15 commenti to “GdM”

  1. Taluni ambiscono con ossessione ad ottenere un posto al sole, ove al contrario è bene che resti la vigna. L’uva perlomeno con il tempo matura.

  2. Non mi ritrovo tanto in questo pezzo: si potrebbe anzitutto parlare in generale, non solo per quanto riguarda il vino. La nostra generazione (la mia, quella dei 20-30enni) è stata semplicemente fottuta, oggi in Italia, dalla generazione che l’ha preceduta, la quale riapplica su di noi le stesse pratiche di clientelismo padronale che lei stessa ha dovuto subire per prima, con la differenza che noi oggi abbiamo il Grande Fratello, e il muro di Berlino non sappiamo nemmeno cosa sia. Non abbiamo le forze per imporci, farci rappresentare, farci sostenere. La generazione di mezzo ha perso, la nostra non ci ha nemmeno provato. Perciò non riesco a vedere anche nel mondo del vino nemmeno un caso che smentisca quanto detto, non riesco ad immaginare quali possano essere gli “enocaghetti” che hanno più successo dell’esperto GdM. A meno di aver capito male qualcosa.

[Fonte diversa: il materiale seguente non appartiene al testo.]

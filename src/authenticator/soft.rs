use p256::ecdsa::signature::Signer;
use p256::ecdsa::{Signature, SigningKey};
use rand::Rng;
use sha2::{Digest, Sha256};
use std::sync::Mutex;
use std::sync::atomic::{AtomicU32, Ordering};

use super::{Authenticator, AuthenticatorError};
use crate::ceremony::attestation::{build_none_attestation, build_packed_attestation};
use crate::ceremony::authenticator_data::{
    FLAG_UP, FLAG_UV, build_assertion_auth_data, build_registration_auth_data,
};
use crate::ceremony::client_data::{TYPE_CREATE, TYPE_GET};
use crate::ceremony::cose::{ALG_ES256, encode_es256};
use crate::ceremony::encoding::{b64url_decode, b64url_encode};
use crate::ceremony::types::{
    AssertionResponseJson, AttestationResponseJson, PUBLIC_KEY_TYPE, Transport,
};
use crate::ceremony::{
    AuthenticationOptions, AuthenticationResponseJson, RegistrationOptions,
    RegistrationResponseJson,
};

#[derive(Clone)]
struct SoftCredential {
    id:          Vec<u8>,
    rp_id:       String,
    user_handle: Vec<u8>,
    key:         SigningKey,
    created_at:  u64,
}

/// In-process P-256 authenticator holding resident credentials in memory.
///
/// Shares one signature counter across credentials, incremented on every
/// assertion. User presence and verification are always asserted unless
/// the flags are overridden.
pub struct SoftAuthenticator {
    aaguid:      [u8; 16],
    flags:       u8,
    packed:      bool,
    counter:     AtomicU32,
    credentials: Mutex<Vec<SoftCredential>>,
    sequence:    AtomicU32,
}

impl Default for SoftAuthenticator {
    fn default() -> Self {
        Self::new()
    }
}

impl SoftAuthenticator {
    pub fn new() -> Self {
        Self {
            aaguid:      [0u8; 16],
            flags:       FLAG_UP | FLAG_UV,
            packed:      false,
            counter:     AtomicU32::new(0),
            credentials: Mutex::new(Vec::new()),
            sequence:    AtomicU32::new(0),
        }
    }

    pub fn with_flags(mut self, flags: u8) -> Self {
        self.flags = flags;
        self
    }

    /// Emit "packed" self-attestation instead of "none".
    pub fn with_packed_attestation(mut self) -> Self {
        self.packed = true;
        self
    }

    pub fn with_aaguid(mut self, aaguid: [u8; 16]) -> Self {
        self.aaguid = aaguid;
        self
    }

    pub fn set_counter(&self, value: u32) {
        self.counter.store(value, Ordering::SeqCst);
    }

    pub fn credential_count(&self) -> usize {
        self.credentials.lock().map(|c| c.len()).unwrap_or(0)
    }

    pub fn create(
        &self,
        options: &RegistrationOptions,
        origin: &str,
    ) -> Result<RegistrationResponseJson, AuthenticatorError> {
        if !options.pub_key_cred_params.iter().any(|p| p.alg == ALG_ES256) {
            return Err(AuthenticatorError::UnsupportedAlgorithm);
        }

        let rp_id = options.rp.id.as_str();
        let rp_id_hash: [u8; 32] = Sha256::digest(rp_id.as_bytes()).into();
        {
            let creds = self.lock()?;
            for excluded in &options.exclude_credentials {
                let id = b64url_decode(&excluded.id)?;
                if creds.iter().any(|c| c.id == id && c.rp_id == rp_id) {
                    return Err(AuthenticatorError::CredentialExcluded);
                }
            }
        }

        let cred_id: [u8; 32] = rand::thread_rng().r#gen();
        let key = SigningKey::random(&mut rand::rngs::OsRng);
        let point = key.verifying_key().to_encoded_point(false);
        let (x, y) = match (point.x(), point.y()) {
            (Some(x), Some(y)) => (x, y),
            _ => return Err(AuthenticatorError::Internal("identity point".into())),
        };
        let x: [u8; 32] = x.as_slice().try_into().map_err(|_| AuthenticatorError::Internal("x".into()))?;
        let y: [u8; 32] = y.as_slice().try_into().map_err(|_| AuthenticatorError::Internal("y".into()))?;
        let cose = encode_es256(&x, &y)?;

        let sign_count = self.counter.load(Ordering::SeqCst);
        let auth_data = build_registration_auth_data(
            &rp_id_hash,
            self.flags,
            sign_count,
            &self.aaguid,
            &cred_id,
            &cose,
        );
        let client_data_json = client_data(TYPE_CREATE, &options.challenge, origin)?;

        let attestation_object = if self.packed {
            let mut to_sign = auth_data.clone();
            to_sign.extend_from_slice(&Sha256::digest(&client_data_json));
            let sig: Signature = key.sign(&to_sign);
            build_packed_attestation(&auth_data, ALG_ES256, sig.to_der().as_bytes())?
        } else {
            build_none_attestation(&auth_data)?
        };

        let user_handle = b64url_decode(&options.user.id)?;
        let created_at = self.sequence.fetch_add(1, Ordering::SeqCst) as u64;
        self.lock()?.push(SoftCredential {
            id: cred_id.to_vec(),
            rp_id: rp_id.to_string(),
            user_handle,
            key,
            created_at,
        });
        tracing::debug!(rp_id, user = %options.user.name, "Soft credential created");

        Ok(RegistrationResponseJson {
            id: b64url_encode(&cred_id),
            raw_id: cred_id.to_vec(),
            response: AttestationResponseJson {
                client_data_json,
                attestation_object,
                transports: vec![Transport::Internal],
            },
            kind: PUBLIC_KEY_TYPE.to_string(),
            authenticator_attachment: Some("platform".to_string()),
        })
    }

    pub fn get(
        &self,
        options: &AuthenticationOptions,
        origin: &str,
    ) -> Result<AuthenticationResponseJson, AuthenticatorError> {
        let rp_id = options.rp_id.as_str();
        let cred = {
            let creds = self.lock()?;
            let found = if !options.allow_credentials.is_empty() {
                let mut allowed = Vec::new();
                for d in &options.allow_credentials {
                    allowed.push(b64url_decode(&d.id)?);
                }
                creds
                    .iter()
                    .filter(|c| c.rp_id == rp_id && allowed.contains(&c.id))
                    .max_by_key(|c| c.created_at)
            } else {
                // discoverable flow: most recent credential for the rp
                creds.iter().filter(|c| c.rp_id == rp_id).max_by_key(|c| c.created_at)
            };
            found
                .cloned()
                .ok_or_else(|| AuthenticatorError::NoCredentials(rp_id.to_string()))?
        };

        let counter = self.counter.fetch_add(1, Ordering::SeqCst).wrapping_add(1);
        tracing::debug!(count = counter, "Counter incremented");

        let rp_id_hash: [u8; 32] = Sha256::digest(rp_id.as_bytes()).into();
        let authenticator_data = build_assertion_auth_data(&rp_id_hash, self.flags, counter);
        let client_data_json = client_data(TYPE_GET, &options.challenge, origin)?;

        let mut to_sign = authenticator_data.clone();
        to_sign.extend_from_slice(&Sha256::digest(&client_data_json));
        let sig: Signature = cred.key.sign(&to_sign);

        Ok(AuthenticationResponseJson {
            id: b64url_encode(&cred.id),
            raw_id: cred.id.clone(),
            response: AssertionResponseJson {
                client_data_json,
                authenticator_data,
                signature: sig.to_der().as_bytes().to_vec(),
                user_handle: Some(b64url_encode(&cred.user_handle)),
            },
            kind: PUBLIC_KEY_TYPE.to_string(),
            authenticator_attachment: Some("platform".to_string()),
        })
    }

    fn lock(&self) -> Result<std::sync::MutexGuard<'_, Vec<SoftCredential>>, AuthenticatorError> {
        self.credentials
            .lock()
            .map_err(|_| AuthenticatorError::Internal("credential list poisoned".into()))
    }
}

#[async_trait::async_trait]
impl Authenticator for SoftAuthenticator {
    async fn make_credential(
        &self,
        options: &RegistrationOptions,
        origin: &str,
    ) -> Result<RegistrationResponseJson, AuthenticatorError> {
        self.create(options, origin)
    }

    async fn get_assertion(
        &self,
        options: &AuthenticationOptions,
        origin: &str,
    ) -> Result<AuthenticationResponseJson, AuthenticatorError> {
        self.get(options, origin)
    }
}

fn client_data(kind: &str, challenge: &str, origin: &str) -> Result<Vec<u8>, AuthenticatorError> {
    serde_json::to_vec(&serde_json::json!({
        "type": kind,
        "challenge": challenge,
        "origin": origin,
        "crossOrigin": false,
    }))
    .map_err(|e| AuthenticatorError::Internal(e.to_string()))
}
//! Enrollment and minting: the flows that bind a credential to a token
//! before any transaction is authorized against it.

use alloy_primitives::Address;
use std::sync::{Arc, Mutex};

use super::state::{ACCOUNT_EMPTY, GateContext, GateError, Rejection, allow_registered, authenticate};
use crate::authenticator::Authenticator;
use crate::binder::{CommittedHash, derive_hash, public_key_string};
use crate::ceremony::RegistrationInfo;
use crate::config::{SIGN_IN_USER_ID, SIGN_IN_USER_NAME};
use crate::keys::VirtualAccount;
use crate::ledger::Receipt;
use crate::store::{CredentialRecord, Identity, MintedWallet, SessionStore};

#[derive(Debug, Clone)]
pub struct SignIn {
    pub public_key:      String,
    pub virtual_address: Address,
}

#[derive(Debug, Clone)]
pub struct Enrollment {
    pub token_id: u64,
    pub wallet:   Address,
    pub hash_key: CommittedHash,
    pub receipt:  Receipt,
}

/// Run a registration ceremony and return the verified credential.
async fn register(
    ctx: &GateContext,
    authenticator: &dyn Authenticator,
    user_id: &str,
    user_name: &str,
) -> Result<RegistrationInfo, GateError> {
    let options = ctx
        .broker
        .generate_registration(&ctx.rp_id, user_id, user_name)
        .await
        .map_err(|e| Rejection::Transport(e.to_string()))?;
    let response = authenticator
        .make_credential(&options, &ctx.origin)
        .await
        .map_err(|e| Rejection::Transport(e.to_string()))?;
    let verification = ctx
        .broker
        .verify_registration(&ctx.rp_id, &response, &options.challenge, &ctx.origin)
        .await
        .map_err(|e| Rejection::Transport(e.to_string()))?;
    match verification.registration_info {
        Some(info) if verification.verified => Ok(info),
        _ => {
            tracing::warn!(user_name, "Registration not verified");
            Err(Rejection::VerificationFailure.into())
        }
    }
}

fn store_credential(ctx: &GateContext, identity: Identity, info: &RegistrationInfo) -> Result<CredentialRecord, GateError> {
    let record = CredentialRecord::from_registration(identity, info);
    ctx.registry()?.register(record.clone())?;
    Ok(record)
}

/// Passkey sign-in: register a credential for the fixed sign-in user and
/// derive the session's virtual account from its public key.
pub async fn sign_in(
    ctx: &GateContext,
    authenticator: &dyn Authenticator,
    session: &Arc<Mutex<SessionStore>>,
) -> Result<SignIn, GateError> {
    let info = register(ctx, authenticator, SIGN_IN_USER_ID, SIGN_IN_USER_NAME).await?;
    let record = store_credential(ctx, Identity::User(SIGN_IN_USER_NAME.into()), &info)?;
    let public_key = record.public_key_string();
    let account = VirtualAccount::derive(&public_key)?;

    let mut session = session
        .lock()
        .map_err(|_| Rejection::Transport("session store poisoned".into()))?;
    session.update(|s| {
        s.public_key = Some(public_key.clone());
        s.virtual_address = Some(account.address());
    })?;
    tracing::info!(address = %account.address(), "Signed in");
    Ok(SignIn { public_key, virtual_address: account.address() })
}

/// Mint a token whose wallet is bound to a freshly registered credential.
///
/// The user name `walletId-{id}` is predicted from the next token id, but
/// the credential is only stored once the mint reports the id it actually
/// assigned.
pub async fn enroll(
    ctx: &GateContext,
    authenticator: &dyn Authenticator,
    owner: Address,
) -> Result<Enrollment, GateError> {
    let predicted = ctx.ledger.next_token_id().await?;
    let user_name = Identity::wallet_user(predicted).to_string();
    let user_id = format!("{predicted}@{owner}");

    let info = register(ctx, authenticator, &user_id, &user_name).await?;
    let hash_key = CommittedHash::for_public_key(&public_key_string(&info.credential_public_key));
    let enrollment = mint(ctx, owner, hash_key).await?;
    if enrollment.token_id != predicted {
        tracing::warn!(expected = predicted, token_id = enrollment.token_id, "Token id moved during enrollment");
    }
    store_credential(ctx, Identity::Token(enrollment.token_id), &info)?;
    Ok(enrollment)
}

/// Mint a token without a bound credential.
pub async fn enroll_open(ctx: &GateContext, owner: Address) -> Result<Enrollment, GateError> {
    mint(ctx, owner, CommittedHash::Open).await
}

/// Authenticate with the signed-in passkey, then mint from its virtual
/// account a token bound to the session's public key.
pub async fn mint_with_passkey(
    ctx: &GateContext,
    authenticator: &dyn Authenticator,
    session: &Arc<Mutex<SessionStore>>,
) -> Result<Enrollment, GateError> {
    let public_key = session
        .lock()
        .map_err(|_| Rejection::Transport("session store poisoned".into()))?
        .state()
        .public_key
        .clone()
        .ok_or(Rejection::VerificationFailure)?;

    let identity = Identity::User(SIGN_IN_USER_NAME.into());
    let options = ctx
        .broker
        .generate_authentication(&ctx.rp_id)
        .await
        .map_err(|e| Rejection::Transport(e.to_string()))?;
    let options = allow_registered(ctx, &identity, options);
    let response = authenticator
        .get_assertion(&options, &ctx.origin)
        .await
        .map_err(|e| Rejection::Transport(e.to_string()))?;
    authenticate(ctx, &identity, &options.challenge, &response).await?;

    let account = VirtualAccount::derive(&public_key)?;
    if ctx.ledger.balance(account.address()).await?.is_zero() {
        return Err(GateError::OnChainRevert(ACCOUNT_EMPTY.into()));
    }
    let hash_key = CommittedHash::Committed(derive_hash(&public_key));
    let enrollment = mint(ctx, account.address(), hash_key).await?;

    session
        .lock()
        .map_err(|_| Rejection::Transport("session store poisoned".into()))?
        .update(|s| {
            s.minted_wallets.push(MintedWallet { token_id: enrollment.token_id, wallet: enrollment.wallet })
        })?;
    Ok(enrollment)
}

async fn mint(ctx: &GateContext, minter: Address, hash_key: CommittedHash) -> Result<Enrollment, GateError> {
    let (token_id, receipt) = ctx.ledger.mint(minter, hash_key).await?;
    let wallet = ctx.ledger.token_bound_wallet_address(token_id).await?;
    tracing::info!(token_id, %wallet, open = hash_key.is_open(), "Wallet enrolled");
    Ok(Enrollment { token_id, wallet, hash_key, receipt })
}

  3. Penso che in quasi tutti gli ambiti professionali gli anziani abbiano fatto il loro tempo e che debbano imperativamente fare largo ai giovani, non ci metto della retorica grillina in questo ma trascrivo una banalissima verità. Io mi rubrico infra gli anziani, ovviamente. Curando guicciardinianamente il mio particulare, al momento non posso però pensionarmi, ma appena avrò le risorse economiche per farlo – più o meno nella prossima reincarnazione – sentirò doveroso trasferirmi ai giardinetti.

  4. Noi enocagnetti giovanissssssssimi siamo il futuro anzi, il futuro anteriore, perchè siamo talmente avanti che i GdM non possono nemmeno immaginare.

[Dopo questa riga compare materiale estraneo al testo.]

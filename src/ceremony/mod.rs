pub mod attestation;
pub mod authenticator_data;
pub mod broker;
pub(crate) mod cbor;
pub mod challenge;
pub mod client_data;
pub mod cose;
pub mod encoding;
pub mod options;
pub mod types;
pub mod verify;

pub use broker::Broker;
pub use challenge::{ChallengeIssuer, Clock, ManualClock, SystemClock};
pub use types::{
    AuthenticationInfo, AuthenticationOptions, AuthenticationResponseJson, AuthenticationVerification,
    RegistrationInfo, RegistrationOptions, RegistrationResponseJson, RegistrationVerification,
    StoredAuthenticator, Transport,
};

#[derive(Debug, thiserror::Error)]
pub enum CeremonyError {
    #[error("Encoding: {0}")]
    Encoding(String),
    #[error("CBOR: {0}")]
    Cbor(String),
    #[error("COSE key: {0}")]
    CoseKey(String),
    #[error("Unsupported algorithm {0}")]
    UnsupportedAlgorithm(i64),
    #[error("Signature does not verify")]
    BadSignature,
    #[error("Authenticator data: {0}")]
    AuthenticatorData(String),
    #[error("Client data: {0}")]
    ClientData(String),
    #[error("Unexpected ceremony type {0:?}")]
    WrongCeremonyType(String),
    #[error("Unexpected credential type {0:?}")]
    CredentialType(String),
    #[error("Challenge does not match the one issued")]
    ChallengeMismatch,
    #[error("Challenge was not issued by this broker")]
    UnknownChallenge,
    #[error("Challenge is stale ({age_ms} ms old)")]
    StaleChallenge { age_ms: u64 },
    #[error("Challenge was already used")]
    ChallengeReused,
    #[error("Unexpected origin {0:?}")]
    OriginMismatch(String),
    #[error("RP id hash does not match")]
    RpIdMismatch,
    #[error("User presence flag not set")]
    UserNotPresent,
    #[error("User verification flag not set")]
    UserNotVerified,
    #[error("Credential id does not match the stored credential")]
    CredentialIdMismatch,
    #[error("Signature counter {received} not greater than stored {stored}")]
    CounterNotIncreased { stored: u32, received: u32 },
    #[error("Missing field {0}")]
    MissingField(&'static str),
    #[error("Attestation: {0}")]
    Attestation(String),
    #[error("{0}")]
    Internal(String),
}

  5. “Enocaghetto” entra ufficialmente di diritto nel mio dizionario top. Al top numero uno rimane però “bimbominkia”, la cui definizione sulla nonciclopedia (ovviamente web perchè anche i GdM usano il web, ad hoc, più saggiamente degli enocaghetti) è una pagina che tengo pronta alla consultazione ogni volta che desidero contorcere le budella.
    Bellissima la soddisfazione di sputtanare (almeno interiormente e signorilmente) il caghetto, sia esso eno-caghetto (come nel tuo caso) o tuttologo-caghetto (spesso incontrato sulla mia via). Nel dubbio di essere ancora parte della GdM, saluto cordialmente

  6. Giusta considerazione quella di Carlo. L’enocaghetto (si continuerà a chiamarlo così, spregiativamente, ma è ovvio che si tratti di una categoria che comprende capaci ed incapaci in proporzione variabile, come qualsiasi altra – senza che peraltro tutte debbano avere la stessa, di proporzione) non è una questione anagrafica, ma è una categoria dello spirito, nonché dell’opportunismo, a volte forzato.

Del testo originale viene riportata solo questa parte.